From: Francesco Pietra (chiendarret_at_gmail.com)
Date: Thu Sep 19 2013 - 10:53:58 CDT
Absolutely no. Each individual replica samples from the same pool.
Therefore, if you do not get the same from each individual replica, this
means no convergence. It might be difficult to get convergence but, if not
obtained, it would be non scientific to go to "sortreplicas" to compute
properties at the temperature of your interest.
This is the way I understand T-remd. But I am prone to reeducate myself in
the light of compelling reasoning. This was not the case so far.
On Thu, Sep 19, 2013 at 4:48 PM, Niklaus Johner <niki.johner_at_gmail.com>wrote:
> What do you mean by "giving the same answer"? Are you hoping that all your
> replicas will converge to a unique structure? The whole point of T-remd is
> that the replicas switch from one temperature to another, to avoid getting
> stuck in a particular minimum. I think the expectation is that even if you
> could run long enough to have "convergence", meaning that you have the
> correct populations for all the important states, which is more than you
> can hope for, this would be a global convergence of the T-remd and not of
> the individual replicas. Different replicas might explore the phase-space
> around different local minima, but should populate the lower temperatures
> in the simulation according to the relative energies of these minima. So I
> think what you want to test is if the population of states in the lowest
> temperatures is stable. So I would do clustering on different parts of the
> trajectory and compare the clusters of highest occupancy, or something like
> Be aware that you can never really know if a simulation is converged. How
> could you know if you've seen all the important conformations? Maybe the
> most important conformation, with lowest free-energy can be reached from
> your starting configuration only by crossing a very high energy barrier, so
> that you will never see it, and all the measures you can come up with could
> tell you that it's converged. It's probably one of the biggest issues with
> Good luck,
> Niklaus Johner
> Weill Cornell Medical College
> Harel Weinstein Lab
> Department of Physiology and Biophysics
> 1300 York Avenue, Room D-501
> New York, NY 10065
> On Sep 19, 2013, at 2:48 AM, Francesco Pietra wrote:
> I posed the same question to the vmd forum but probably is to the namd
> forum pertinent for the question.
> Thus, I carried out a short T-remd on alanin with 8 replicas, as provided
> by namd_2.9. I used the final namd-provided folded pdb for comparison. The
> script show_replicas.vmd with these replicas warned "not converged".

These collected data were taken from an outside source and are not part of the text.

//! Database seeder for Corebank development and testing.
//!
//! Seeds an admin, a demo customer with savings and current accounts, a few
//! postings and an approved personal loan. Running it twice is a no-op.
//!
//! Usage: cargo run --bin seeder

use anyhow::Context;
use corebank_core::account::{AccountType, OpenAccountInput};
use corebank_core::audit::RequestMeta;
use corebank_core::auth::{Actor, UserRole, hash_password};
use corebank_core::loan::{EmploymentStatus, LoanApplication, LoanType};
use corebank_db::{
    AccountRepository, LedgerRepository, LoanRepository, UserRepository,
    entities::users,
    repositories::{NewUser, PostingRequest, TransferRequest},
};
use rust_decimal::Decimal;
use sea_orm::DatabaseConnection;

const ADMIN_EMAIL: &str = "admin@corebank.dev";
const ADMIN_PASSWORD: &str = "Admin@12345";
const CUSTOMER_EMAIL: &str = "jane.doe@corebank.dev";
const CUSTOMER_PASSWORD: &str = "Customer@123";

#[tokio::main]
async fn main() -> anyhow::Result<()> {
    dotenvy::dotenv().ok();

    let database_url =
        std::env::var("DATABASE_URL").context("DATABASE_URL must be set in environment")?;

    println!("Connecting to database...");
    let db = corebank_db::connect(&database_url)
        .await
        .context("Failed to connect to database")?;

    println!("Seeding admin...");
    let Some(admin) = seed_user(
        &db,
        NewUser {
            email: ADMIN_EMAIL.to_string(),
            password_hash: hash_password(ADMIN_PASSWORD)?,
            full_name: "System Administrator".to_string(),
            phone: "+10000000001".to_string(),
            national_id: "ADMIN-0001".to_string(),
            address: None,
            role: UserRole::Admin,
        },
    )
    .await?
    else {
        println!("Seed data already present, nothing to do.");
        return Ok(());
    };

    println!("Seeding demo customer...");
    let Some(customer) = seed_user(
        &db,
        NewUser {
            email: CUSTOMER_EMAIL.to_string(),
            password_hash: hash_password(CUSTOMER_PASSWORD)?,
            full_name: "Jane Doe".to_string(),
            phone: "+10000000002".to_string(),
            national_id: "CUST-0001".to_string(),
            address: Some("42 Main Street, Springfield".to_string()),
            role: UserRole::Customer,
        },
    )
    .await?
    else {
        println!("  Demo customer already exists, skipping accounts and loans...");
        return Ok(());
    };

    let admin = Actor::new(admin.id, UserRole::Admin);
    let customer = Actor::new(customer.id, UserRole::Customer);
    seed_banking(&db, &admin, &customer).await?;

    println!("Seeding complete!");
    println!("  Admin:    {ADMIN_EMAIL} / {ADMIN_PASSWORD}");
    println!("  Customer: {CUSTOMER_EMAIL} / {CUSTOMER_PASSWORD}");
    Ok(())
}

/// Creates a user unless the email is taken. Returns `None` when skipped.
async fn seed_user(db: &DatabaseConnection, user: NewUser) -> anyhow::Result<Option<users::Model>> {
    let repo = UserRepository::new(db.clone());
    if repo.email_exists(&user.email).await? {
        println!("  {} already exists, skipping...", user.email);
        return Ok(None);
    }

    let created = repo.create(user).await?;
    println!("  Created {} ({})", created.email, created.full_name);
    Ok(Some(created))
}

async fn seed_banking(
    db: &DatabaseConnection,
    admin: &Actor,
    customer: &Actor,
) -> anyhow::Result<()> {
    let accounts = AccountRepository::new(db.clone());
    let ledger = LedgerRepository::new(db.clone());
    let loans = LoanRepository::new(db.clone());

    let savings = accounts
        .open(
            customer.user_id,
            OpenAccountInput {
                initial_deposit: Decimal::new(5_000_00, 2),
                interest_rate: Some(Decimal::new(350, 2)),
                ..OpenAccountInput::savings()
            },
        )
        .await?
        .account;
    println!("  Opened savings account {}", savings.account_number);

    let current = accounts
        .open(
            customer.user_id,
            OpenAccountInput {
                account_type: AccountType::Current,
                initial_deposit: Decimal::new(1_000_00, 2),
                ..OpenAccountInput::savings()
            },
        )
        .await?
        .account;
    println!("  Opened current account {}", current.account_number);

    ledger
        .deposit(
            customer,
            PostingRequest {
                account_id: savings.id,
                amount: Decimal::new(2_500_00, 2),
                description: Some("Salary".to_string()),
            },
        )
        .await?;
    ledger
        .withdraw(
            customer,
            PostingRequest {
                account_id: current.id,
                amount: Decimal::new(120_50, 2),
                description: Some("ATM withdrawal".to_string()),
            },
        )
        .await?;
    ledger
        .transfer(
            customer,
            TransferRequest {
                from_account_id: savings.id,
                to_account_id: current.id,
                amount: Decimal::new(750_00, 2),
                description: Some("Monthly budget".to_string()),
            },
        )
        .await?;
    println!("  Posted deposit, withdrawal and transfer");

    let loan = loans
        .apply(
            customer,
            LoanApplication {
                account_id: savings.id,
                loan_type: LoanType::Personal,
                principal: Decimal::new(10_000, 0),
                interest_rate: Decimal::new(12, 0),
                tenure_months: 12,
                purpose: "Home renovation and furniture".to_string(),
                employment_status: EmploymentStatus::Employed,
                monthly_income: Decimal::new(4_500, 0),
            },
        )
        .await?;
    let disbursement = loans.approve(admin, loan.id, RequestMeta::default()).await?;
    println!(
        "  Approved loan {} (EMI {})",
        disbursement.loan.loan_number, disbursement.loan.emi_amount
    );

    Ok(())
}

> With my peptide, 32 replicas, after 370,000 steps still far from
> convergence, I used, for the vmd comparison, the starting unfolded.pdb also
> as a fake folded.pdb. In this case, show_replicas.vmd did not raise any
> warning. Looking also at the code, it seems to me that show_replicas.vmd
> assumes, as a criterion of convergence, the comparison of the various
> replicas with the pdb file that you give as folded peptide in the
> fold.peptide.conf file. That works if your T-remd is just devised to check
> if you are able to reproduce an experimentally defined situation.
> Suppose instead that your T-remd is devised to search for the best
> conformation, or cluster of conformations, for an experimentally undefined
> peptide. I can imagine many situations where the experimental approach is
> problematic. Then you need a real criterion of convergence of yor T-remd,
> before starting to examine the (sorted) same-T replicas. Obviously, a
> reliable criterion of convergence is that what you get must be the same
> from each replica, for example that the average structure is the same from
> all replicas.
> Therefore, I got the impression that the warning "not converged" raised
> by show_replicas.vmd is misleading. Is any script available to check when
> any replica gives the same answer.
> Thanks for advice, even if showing that I am wrong.